The Company may make its matching contribution, either by contribution of cash to purchase PHI common stock or with newly issued or purchased shares of PHI common stock. Participants may elect to contribute on an after-tax and/or before-tax basis and to invest their contributions among the twelve registered investment company mutual funds, one collective trust and the Pepco Holdings, Inc. Common Stock fund at their discretion. Dividends earned on the PHI common stock invested for the benefit of the participants is reinvested in PHI common stock, which may, at the Company's option, be purchased by the Plan trustee on the open market or from PHI. Effective January 1, 2005, a Plan provision was eliminated that provided an additional contribution for employees who invested in the PHI stock fund. Additionally, effective January 1, 2005, all limitations on the movement of Company matching funds in the PHI stock fund were eliminated. Specifically, prior to January 1, 2005, employee contributions to the PHI Stock Fund received an additional 15% Company incentive and both the employee contribution and the Company match were frozen in the PHI Stock Fund for 12 months.

Participant Accounts

Each participant's account is credited with the participant's contribution, the Company's matching contribution, and earnings (losses) attributable to the participant's investments. Participant accounts are impacted by expenses charged by funds and disclosed in the Fund prospectus. Also, certain funds charge redemption fees paid by the participant. There are no brokerage fees, commissions or transfer taxes. All other administrative fees are paid by the Plan. Allocations are based on participant account balances, as defined in the Plan document.



5

 

 

CONECTIV SAVINGS AND INVESTMENT PLAN

Notes to Financial Statements                                                                   

Vesting

Upon enrollment in the Plan, participants are fully vested at all times in all amounts held in their accounts.

Participant Loans

The Plan allows participants to obtain loans from their individual accounts. Participants may borrow up to $50,000 or 50% of their account balance subject to a minimum loan of $1,000, subject to IRS limitations. Loans have terms from one to five years and bear interest at the average rate charged by at least three financial institutions selected by the Plan Administrator and adjusted monthly. Principal and interest is paid ratably through payroll deductions or by prepayment in a lump sum. A participant may not have more than two loans outstanding at any time. A participant may pre-pay a loan at any time without penalty. A participant's loan is repayable within a maximum of five years or immediately upon termination of employment, unless the loan is for the purchase of a primary residence for which the repayment period is the maximum of 15 years. Loans are secured by a lien on the participant's interest in the Plan.

Payment of Benefits

If a participant retires, dies, becomes permanently disabled, or otherwise separates from the Company, the participant or participant's beneficiary is entitled to the full amount of his account as valued on the applicable valuation date. In the event of a participant's death, distribution of the participant's account balance will be made as soon as administratively practicable upon the receipt of appropriate documentation from the designated beneficiary. Distributions for reasons of retirement, permanent disability or termination will be made upon written request. Distributions of a participant's account may be made in (1) a lump sum cash payment (2) in regular installments for a period not exceeding the joint and survivor life expectancy of the participant and his or her spouse or other beneficiary or (3) partial lump sums upon the request of the participant, with certain limitations stated in the Plan. Distributions from the Pepco Holdings, Inc. Common Stock Fund may be made in PHI common stock or cash. Distributions cannot be deferred beyond age 70-1/2.

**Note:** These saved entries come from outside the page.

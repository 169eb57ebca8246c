//! Entity collections: set algebra, ordering, iteration, aggregation and
//! projection.

use crate::adapter::SortDirective;
use crate::context::ExecutionContext;
use crate::engine::{ClassRt, DatastoreInner};
use crate::entity::Entity;
use crate::error::{DbError, DbResult};
use crate::export::value_to_json;
use crate::query::{self, QueryOptions};
use crate::types::EntityKey;
use indexmap::{IndexMap, IndexSet};
use savanna_model::{AttributeKind, Value};
use std::cmp::Ordering;
use std::sync::Arc;

/// Statistics produced by [`EntityCollection::compute`] for one attribute.
#[derive(Debug, Clone, PartialEq)]
pub struct ComputeStats {
    /// Number of non-null values.
    pub count: usize,
    /// Number of distinct non-null values.
    pub count_distinct: usize,
    /// Sum of the numeric values.
    pub sum: f64,
    /// Sum over distinct values only.
    pub sum_distinct: f64,
    /// Arithmetic average, `None` when no values.
    pub average: Option<f64>,
    /// Average over distinct values only.
    pub average_distinct: Option<f64>,
    /// Smallest value.
    pub min: Option<Value>,
    /// Largest value.
    pub max: Option<Value>,
}

/// An ordered or unordered multiset of entity references.
///
/// Unordered collections permit duplicate membership; sorted collections
/// (`keep_sorted`) are deduplicated and ordered by the last applied
/// `order_by`. Set algebra always yields unsorted results. Removing an
/// entity elsewhere leaves its key in outstanding collections; the key is
/// treated as logically absent on the next access.
pub struct EntityCollection {
    class: Arc<ClassRt>,
    inner: Arc<DatastoreInner>,
    keys: Vec<EntityKey>,
    keep_sorted: bool,
    query_path: Option<String>,
    query_plan: Option<String>,
}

While employed, a participant may make certain withdrawals upon written notice of basic and supplemental contributions for the reason of financial hardship, as defined in the Plan. At the age of 59-1/2, the participant may withdraw any portion of this basic and supplemental contribution amounts.

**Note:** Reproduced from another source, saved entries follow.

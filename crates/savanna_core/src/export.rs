//! JSON and SQL externalization.
//!
//! Exports carry storage attributes and foreign-key values only:
//! calculated, alias and pure-relation attributes never travel, and derived
//! (extended) classes and adapter-backed classes are skipped at the
//! datastore level. Import targets the engine's own storage format and
//! rebuilds secondary indexes afterwards.

use crate::collection::EntityCollection;
use crate::context::ExecutionContext;
use crate::engine::{ClassRt, DatastoreInner};
use crate::error::{DbError, DbResult};
use crate::index::ClassIndexes;
use crate::store;
use crate::types::EntityKey;
use indexmap::IndexMap;
use savanna_model::{ScalarType, Value};
use serde_json::json;
use std::fs;
use std::io::{BufRead, BufReader, BufWriter, Write};
use std::path::Path;
use std::sync::Arc;
use tracing::debug;

/// Converts a dynamic value into its JSON travel form. Dates render as
/// ISO-8601 text, UUIDs as their canonical text, blobs as byte arrays.
pub(crate) fn value_to_json(value: &Value) -> serde_json::Value {
    match value {
        Value::Null => serde_json::Value::Null,
        Value::Bool(b) => json!(b),
        Value::Long(n) => json!(n),
        Value::Number(n) => json!(n),
        Value::Text(s) => json!(s),
        Value::Date(d) => json!(d.format("%Y-%m-%dT%H:%M:%SZ").to_string()),
        Value::Uuid(u) => json!(u.to_string()),
        Value::Blob(bytes) => serde_json::Value::Array(
            bytes.iter().map(|b| serde_json::Value::from(*b)).collect(),
        ),
        Value::Array(items) => {
            serde_json::Value::Array(items.iter().map(value_to_json).collect())
        }
        Value::Object(map) => serde_json::Value::Object(
            map.iter().map(|(k, v)| (k.clone(), value_to_json(v))).collect(),
        ),
    }
}

/// Converts arbitrary JSON into a dynamic value without schema knowledge.
pub(crate) fn json_to_value(json: &serde_json::Value) -> Value {
    match json {
        serde_json::Value::Null => Value::Null,
        serde_json::Value::Bool(b) => Value::Bool(*b),
        serde_json::Value::Number(n) => {
            if let Some(i) = n.as_i64() {
                Value::Long(i)
            } else {
                Value::Number(n.as_f64().unwrap_or(f64::NAN))
            }
        }
        serde_json::Value::String(s) => Value::Text(s.clone()),
        serde_json::Value::Array(items) => {
            Value::Array(items.iter().map(json_to_value).collect())
        }
        serde_json::Value::Object(map) => Value::Object(
            map.iter().map(|(k, v)| (k.clone(), json_to_value(v))).collect(),
        ),
    }
}

/// Converts JSON into a value of the scalar type the schema declares,
/// falling back to the generic conversion when the shapes disagree.
pub(crate) fn coerce_json(scalar: Option<ScalarType>, json: &serde_json::Value) -> Value {
    match (scalar, json) {
        (_, serde_json::Value::Null) => Value::Null,
        (Some(ScalarType::Date), serde_json::Value::String(s)) => {
            Value::parse_date(s).map_or_else(|| Value::Text(s.clone()), Value::Date)
        }
        (Some(ScalarType::Uuid), serde_json::Value::String(s)) => s
            .parse()
            .map_or_else(|_| Value::Text(s.clone()), Value::Uuid),
        (Some(ScalarType::Blob | ScalarType::Image), serde_json::Value::Array(items)) => {
            Value::Blob(
                items
                    .iter()
                    .filter_map(|v| v.as_u64().map(|n| n as u8))
                    .collect(),
            )
        }
        (Some(t), serde_json::Value::Number(n)) if t.is_numeric() => {
            if t == ScalarType::Number {
                Value::Number(n.as_f64().unwrap_or(f64::NAN))
            } else {
                n.as_i64().map_or_else(
                    || Value::Number(n.as_f64().unwrap_or(f64::NAN)),
                    Value::Long,
                )
            }
        }
        _ => json_to_value(json),
    }
}

fn class_file(dir: &Path, class: &ClassRt, extension: &str) -> std::path::PathBuf {
    dir.join(format!("{}.{extension}", class.name()))
}

fn exportable_values(class: &ClassRt, values: &IndexMap<String, Value>) -> serde_json::Value {
    let mut row = serde_json::Map::new();
    for name in class.def.storage_attribute_names() {
        let value = values.get(name).cloned().unwrap_or(Value::Null);
        row.insert(name.to_owned(), value_to_json(&value));
    }
    serde_json::Value::Object(row)
}

/// Writes one class extent as newline-delimited JSON objects.
pub(crate) fn export_class_json(
    _inner: &Arc<DatastoreInner>,
    class: &Arc<ClassRt>,
    dir: &Path,
) -> DbResult<()> {
    if class.is_virtual() {
        return Err(DbError::invalid_operation(
            "adapter-backed classes are not exported",
        ));
    }
    fs::create_dir_all(dir)?;
    let file = fs::File::create(class_file(dir, class, "json"))?;
    let mut out = BufWriter::new(file);
    let map = class.store.read();
    for record in map.values() {
        serde_json::to_writer(&mut out, &exportable_values(class, &record.values))?;
        out.write_all(b"\n")?;
    }
    out.flush()?;
    debug!(class = class.name(), records = map.len(), "exported JSON");
    Ok(())
}

/// Reads a class extent back from its JSON file, replacing matching keys
/// and rebuilding the secondary indexes.
pub(crate) fn import_class_json(
    _inner: &Arc<DatastoreInner>,
    class: &Arc<ClassRt>,
    dir: &Path,
) -> DbResult<()> {
    if class.is_virtual() {
        return Err(DbError::invalid_operation(
            "adapter-backed classes are not imported",
        ));
    }
    let file = fs::File::open(class_file(dir, class, "json"))?;
    let reader = BufReader::new(file);

    let mut map = class.store.write();
    let mut max_seq: i64 = 0;
    for line in reader.lines() {
        let line = line?;
        if line.trim().is_empty() {
            continue;
        }
        let row: serde_json::Value = serde_json::from_str(&line)?;
        let serde_json::Value::Object(fields) = row else {
            return Err(DbError::invalid_operation(
                "import expects one JSON object per line",
            ));
        };
        let mut values = IndexMap::new();
        for attr in class.def.attributes.values().filter(|a| a.is_stored()) {
            if let Some(field) = fields.get(&attr.name) {
                values.insert(attr.name.clone(), coerce_json(attr.scalar_type(), field));
            }
        }
        let pk = &class.def.primary_key;
        let key = values
            .get(pk)
            .and_then(EntityKey::from_value)
            .ok_or_else(|| {
                DbError::invalid_operation(format!("imported record is missing {pk}"))
            })?;
        if let EntityKey::Long(n) = key {
            max_seq = max_seq.max(n);
        }
        store::apply_put(&mut map, key, values);
    }
    class.store.set_sequence(max_seq + 1);

    let mut indexes = class.indexes.write();
    *indexes = ClassIndexes::new(&class.def);
    for (key, record) in map.iter() {
        indexes.insert_record(key, &record.values);
    }
    debug!(class = class.name(), records = map.len(), "imported JSON");
    Ok(())
}

/// Exports every native, non-derived class to `<dir>/<Class>.json`.
pub(crate) fn export_datastore_json(inner: &Arc<DatastoreInner>, dir: &Path) -> DbResult<()> {
    for class in inner.classes() {
        if class.is_virtual() || class.def.extends.is_some() {
            continue;
        }
        export_class_json(inner, class, dir)?;
    }
    Ok(())
}

/// Imports every class whose JSON file is present in `dir`.
pub(crate) fn import_datastore_json(inner: &Arc<DatastoreInner>, dir: &Path) -> DbResult<()> {
    for class in inner.classes() {
        if class.is_virtual() || class.def.extends.is_some() {
            continue;
        }
        if class_file(dir, class, "json").exists() {
            import_class_json(inner, class, dir)?;
        }
    }
    Ok(())
}

fn sql_type(scalar: Option<ScalarType>) -> &'static str {
    match scalar {
        Some(ScalarType::Bool) => "BOOLEAN",
        Some(ScalarType::Byte | ScalarType::Word | ScalarType::Long) => "INTEGER",
        Some(ScalarType::Long64 | ScalarType::Duration) => "BIGINT",
        Some(ScalarType::Number) => "DOUBLE PRECISION",
        Some(ScalarType::Date) => "TIMESTAMP",
        Some(ScalarType::Uuid) => "VARCHAR(36)",
        Some(ScalarType::Blob | ScalarType::Image) => "BLOB",
        _ => "TEXT",
    }
}

fn sql_literal(value: &Value) -> String {
    match value {
        Value::Null => "NULL".to_owned(),
        Value::Bool(b) => if *b { "TRUE" } else { "FALSE" }.to_owned(),
        Value::Long(n) => n.to_string(),
        Value::Number(n) => n.to_string(),
        Value::Date(d) => format!("'{}'", d.format("%Y-%m-%d %H:%M:%S")),
        Value::Uuid(u) => format!("'{u}'"),
        Value::Blob(bytes) => {
            let hex: String = bytes.iter().map(|b| format!("{b:02X}")).collect();
            format!("X'{hex}'")
        }
        Value::Text(s) => format!("'{}'", s.replace('\'', "''")),
        other => format!(
            "'{}'",
            serde_json::to_string(&value_to_json(other))
                .unwrap_or_default()
                .replace('\'', "''")
        ),
    }
}

/// Writes one class extent as SQL DDL + INSERT statements.
pub(crate) fn export_class_sql(
    _inner: &Arc<DatastoreInner>,
    class: &Arc<ClassRt>,
    dir: &Path,
) -> DbResult<()> {
    if class.is_virtual() {
        return Err(DbError::invalid_operation(
            "adapter-backed classes are not exported",
        ));
    }
    fs::create_dir_all(dir)?;
    let file = fs::File::create(class_file(dir, class, "sql"))?;
    let mut out = BufWriter::new(file);

    let columns: Vec<&str> = class.def.storage_attribute_names().collect();
    let ddl: Vec<String> = columns
        .iter()
        .map(|name| {
            let attr = class.def.attribute(name).map(|a| a.scalar_type());
            format!("[{name}] {}", sql_type(attr.flatten()))
        })
        .collect();
    writeln!(out, "CREATE TABLE [{}] ({});", class.name(), ddl.join(", "))?;

    let map = class.store.read();
    for record in map.values() {
        let rendered: Vec<String> = columns
            .iter()
            .map(|name| {
                sql_literal(record.values.get(*name).unwrap_or(&Value::Null))
            })
            .collect();
        writeln!(
            out,
            "INSERT INTO [{}] ([{}]) VALUES ({});",
            class.name(),
            columns.join("],["),
            rendered.join(", ")
        )?;
    }
    out.flush()?;
    Ok(())
}

/// Exports every native, non-derived class to `<dir>/<Class>.sql`.
pub(crate) fn export_datastore_sql(inner: &Arc<DatastoreInner>, dir: &Path) -> DbResult<()> {
    for class in inner.classes() {
        if class.is_virtual() || class.def.extends.is_some() {
            continue;
        }
        export_class_sql(inner, class, dir)?;
    }
    Ok(())
}

/// Generates (and saves) one entity per row. Rows carrying `__KEY` update
/// the matching entity, with `__STAMP` checked against the stored stamp
/// when present; attributes the class does not declare are ignored.
pub(crate) fn from_array(
    inner: &Arc<DatastoreInner>,
    ctx: &ExecutionContext,
    class: &Arc<ClassRt>,
    rows: &[serde_json::Value],
) -> DbResult<EntityCollection> {
    let mut keys = Vec::new();
    for row in rows {
        let serde_json::Value::Object(fields) = row else {
            return Err(DbError::invalid_operation("fromArray expects object rows"));
        };

        let mut entity = match fields.get("__KEY") {
            Some(key_field) => {
                let key = EntityKey::from_value(&json_to_value(key_field)).ok_or_else(|| {
                    DbError::invalid_operation("__KEY is not a usable key value")
                })?;
                let Some((values, stamp)) = inner.load_record(ctx, class, &key)? else {
                    return Err(DbError::invalid_operation(format!(
                        "__KEY {key} does not exist in {}",
                        class.name()
                    )));
                };
                if let Some(expected) = fields.get("__STAMP").and_then(serde_json::Value::as_u64)
                {
                    if expected != stamp {
                        return Err(DbError::StampConflict {
                            class: class.name().to_owned(),
                            key: key.clone(),
                            expected: crate::types::Stamp::new(expected),
                            found: crate::types::Stamp::new(stamp),
                        });
                    }
                }
                crate::entity::Entity::loaded(
                    Arc::clone(class),
                    Arc::clone(inner),
                    key,
                    values,
                    stamp,
                )
            }
            None => crate::entity::Entity::create(Arc::clone(class), Arc::clone(inner))?,
        };

        for attr in class.def.attributes.values().filter(|a| a.is_stored()) {
            if let Some(field) = fields.get(&attr.name) {
                entity.set_raw(&attr.name, coerce_json(attr.scalar_type(), field));
            }
        }
        entity.save(ctx)?;
        if let Some(key) = entity.get_key() {
            keys.push(key.clone());
        }
    }
    Ok(EntityCollection::from_keys(
        Arc::clone(class),
        Arc::clone(inner),
        keys,
        false,
    ))
}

After making a hardship withdrawal of before-tax contributions, a participant is prohibited from making contributions or receiving Company matching contributions for a period of six months. A participant with less than 60 months of Plan participation will incur a six-month suspension period upon making any withdrawal of his or her after-tax contributions. During this suspension period, no matching contributions will be credited to the participant's account.

Plan Termination

Although it has not expressed any intent to do so, the Company has the right to terminate the Plan in whole or in part at any time for any reason.

NOTE 2 - SUMMARY OF ACCOUNTING POLICIES

The following accounting policies, which conform with accounting principles generally accepted in the United States of America, have been used consistently in the preparation of the Plan's financial statements:




6

CONECTIV SAVINGS AND INVESTMENT PLAN

Notes to Financial Statements                                                                   

Basis of Accounting

The financial statements of the Plan are prepared under the accrual method of accounting.

Use of Estimates

The preparation of financial statements in conformity with accounting principles generally accepted in the United States of America requires management to make estimates and assumptions that affect the reported amounts of assets and liabilities and disclosure of contingent assets and liabilities at the date of the financial statements and the reported amounts of additions and deductions during the reporting period. Actual results could differ from those estimates.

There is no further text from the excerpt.